「溜飲」の意味とは?読み方は?使い方から類語や英語まで解説

言葉

今回ご紹介する言葉は、熟語の「溜飲」です。

言葉の意味・「溜飲」を使った表現・使い方・語源・英語訳についてわかりやすく解説します。

☆「溜飲」をざっくり言うと……

読み方溜飲(りゅういん)
意味喉元にせりあがってきた胃液
「溜飲」を使った表現溜飲が下がる
溜飲を下げる
語源「飲み食いしたものが消化しきれずに胃で留まること」を表す漢字
英語訳stomach acid(胃酸)

「溜飲」の意味をスッキリ理解!

溜飲(りゅういん):喉元にせりあがってきた胃液

「溜飲」の意味を詳しく

「溜飲」とは、喉元にせりあがってきた胃液のことです。

飲食物が胃に滞って、胃液が喉元や口内までせりあがってくることがあります。胃液は酸性なので、すっぱい味がしますし、刺激が強いです。

医学における「溜飲」の意味

医学的には「溜飲」は、「胃の不調によって、酸性の液体がのどに溜まり、胸やけを起こすこと」「消化不良が原因で、胸やけがしたり胃液が喉まであがってきたりする症状」という意味です。

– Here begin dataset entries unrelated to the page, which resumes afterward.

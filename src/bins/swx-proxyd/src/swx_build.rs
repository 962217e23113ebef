//! SWx request building
//!
//! Turns an `Authenticate` request into the MAR, and a user name into the
//! SAR used to fetch Non-3GPP-User-Data.

use swx_diameter::swx::{create_mar, create_sar, ServerAssignmentType};
use swx_diameter::{DiameterConfig, DiameterMessage};

use crate::error::{SwxError, SwxResult};
use crate::types::{AuthenticationRequest, AuthenticationScheme};

/// Build the MAR for `request`.
///
/// SIP-Number-Auth-Items is raised to `min_vectors`; pass 0 to send the
/// caller's count unchanged.
pub fn build_mar(
    config: &DiameterConfig,
    session_id: &str,
    request: &AuthenticationRequest,
    min_vectors: u32,
) -> SwxResult<DiameterMessage> {
    let scheme = AuthenticationScheme::from_name(&request.authentication_scheme).ok_or_else(|| {
        SwxError::InvalidArgument(format!(
            "unsupported authentication scheme: {}",
            request.authentication_scheme
        ))
    })?;

    let num_vectors = request.sip_num_auth_vectors.max(min_vectors);
    let resync = request.is_resync().then_some(&request.resync_info[..]);

    Ok(create_mar(
        session_id,
        config,
        &request.user_name,
        num_vectors,
        scheme.as_diameter_str(),
        resync,
    ))
}

/// Build the SAR (AAA_USER_DATA_REQUEST) for `user_name`
pub fn build_sar(config: &DiameterConfig, session_id: &str, user_name: &str) -> DiameterMessage {
    create_sar(
        session_id,
        config,
        user_name,
        ServerAssignmentType::AaaUserDataRequest,
    )
}

#[cfg(test)]
mod tests {
    use super::*;
    use bytes::Bytes;
    use swx_diameter::swx::{avp, cmd};
    use swx_diameter::OGS_3GPP_VENDOR_ID;

    fn num_auth_items(msg: &DiameterMessage) -> Option<u32> {
        msg.find_vendor_avp(avp::SIP_NUMBER_AUTH_ITEMS, OGS_3GPP_VENDOR_ID)
            .and_then(|a| a.as_u32())
    }

    #[test]
    fn test_mar_escalates_vector_count() {
        let config = DiameterConfig::default();
        let req = AuthenticationRequest::new("001010000000001", 2);
        let mar = build_mar(&config, "aaa;1;1", &req, 5).unwrap();
        assert_eq!(mar.header.command_code, cmd::MULTIMEDIA_AUTH);
        assert_eq!(num_auth_items(&mar), Some(5));

        let req = AuthenticationRequest::new("001010000000001", 8);
        let mar = build_mar(&config, "aaa;1;2", &req, 5).unwrap();
        assert_eq!(num_auth_items(&mar), Some(8));

        let req = AuthenticationRequest::new("001010000000001", 1);
        let mar = build_mar(&config, "aaa;1;3", &req, 0).unwrap();
        assert_eq!(num_auth_items(&mar), Some(1));
    }

    #[test]
    fn test_mar_unsupported_scheme() {
        let mut req = AuthenticationRequest::new("001010000000001", 1);
        req.authentication_scheme = "DIGEST_MD5".to_string();
        assert!(matches!(
            build_mar(&DiameterConfig::default(), "aaa;1;4", &req, 5),
            Err(SwxError::InvalidArgument(_))
        ));
    }

    #[test]
    fn test_mar_resync_info() {
        let mut req = AuthenticationRequest::new("001010000000001", 1);
        req.resync_info = Bytes::from_static(&[0x11; 30]);
        let mar = build_mar(&DiameterConfig::default(), "aaa;1;5", &req, 0).unwrap();
        let item = mar
            .find_vendor_avp(avp::SIP_AUTH_DATA_ITEM, OGS_3GPP_VENDOR_ID)
            .unwrap()
            .children()
            .unwrap();
        assert!(item.iter().any(|a| a.code == avp::SIP_AUTHORIZATION));
    }

    #[test]
    fn test_sar() {
        let sar = build_sar(&DiameterConfig::default(), "aaa;1;6", "001010000000001");
        assert_eq!(sar.header.command_code, cmd::SERVER_ASSIGNMENT);
        assert_eq!(sar.user_name(), Some("001010000000001"));
        assert_eq!(sar.session_id(), Some("aaa;1;6"));
    }
}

医学的には、「せりあがってきた胃酸」というよりも「胃酸がせりあがってくる症状そのもの」を指すのです。

消化不良によって、胃酸がせりあがったり、喉元にとどまると胸やけを起こすことがあります。

比喩的な「溜飲」の意味

「溜飲」は、「胃酸がせりあがってきて起こる胸やけ」の意味から「胸に残るムカムカした気持ち」「不平や不満」という意味に派生しました。

医療の分野以外では、これらの意味で比喩的に使われることが多いです。

「溜飲」を使った表現

「溜飲」は、以下のような表現で使われることが非常に多いです。

  • 溜飲を下げる
  • 溜飲が下がる

これらはふたつとも、「不平や不満がなくなって胸がスカっとすること」「晴れ晴れとして気持ちが良くなること」「わだかまりが消えて気分が落ち着くこと」などの意味です。

「溜飲」には「せりあがってきた胃酸」という意味があるので、「喉元に上がっていた胃酸が胃も下がる」という意味から「下がる」や「下げる」などの表現が使われます。

また、「下げる」と「下がる」という表現の違いがあるため、ふたつには少しニュアンスの違いがあります。

 

「溜飲を下げる」とは、「自主的に不平や不満の原因になるものを解消し、胸をスカっとさせること」という能動的な意味です。

「溜飲が下がる」とは、「何かの理由から不平や不満の原因になるものが解消されて、胸がスカっとすること」という受動的な意味です。

「溜飲」の使い方

  1. 日ごろから積もっていた不満を彼に全部伝えたので、溜飲が下がった。
  2. 彼には嫌味を何度も言われたが、結果で見返して溜飲を下げることができた。
  3. 購読者の溜飲を下げるために過激な政治批判をする。

医学用語として使われるとき以外は、上のように「溜飲を下げる」「溜飲が下がる」という使い方をされることがほとんどです。

また、以下のような使い方は誤用なので注意しましょう。

  1. 溜飲を飲む
  2. 溜飲が晴れる
  3. 溜飲を収める
  4. 溜飲が下がらない

「溜飲」には「胃酸」という意味があるので「飲む」という表現ができるように思えますが、「下がる」「下げる」以外の使い方はしません。

また、「気分が晴れる」という意味合いから「溜飲が晴れる」という使い方もされがちですが、誤りです。

さらに、「気分がなかなか晴れないこと」を「溜飲が下がらない」と言い表すことはないので注意が必要です。

「溜飲」の語源

「溜飲」という漢字には以下のような意味があります。

  • :流れがとどまっている様子
  • :飲む・食べること

ここから「飲み食いしたものが消化しきれずに胃でとどまっている様子」を表す熟語になりました。

「溜飲」の英語訳

「溜飲」を英語に訳すと、次のような表現になります。

  • stomach acid
    (胃酸)

まとめ

以上、この記事では「溜飲」について解説しました。

読み方溜飲(りゅういん)
意味喉元にせりあがってきた胃液
「溜飲」を使った表現溜飲が下がる
溜飲を下げる
語源「飲み食いしたものが消化しきれずに胃で留まること」を表す漢字
英語訳stomach acid(胃酸)

単語自体の意味は簡単ですが、使い方には注意が必要です。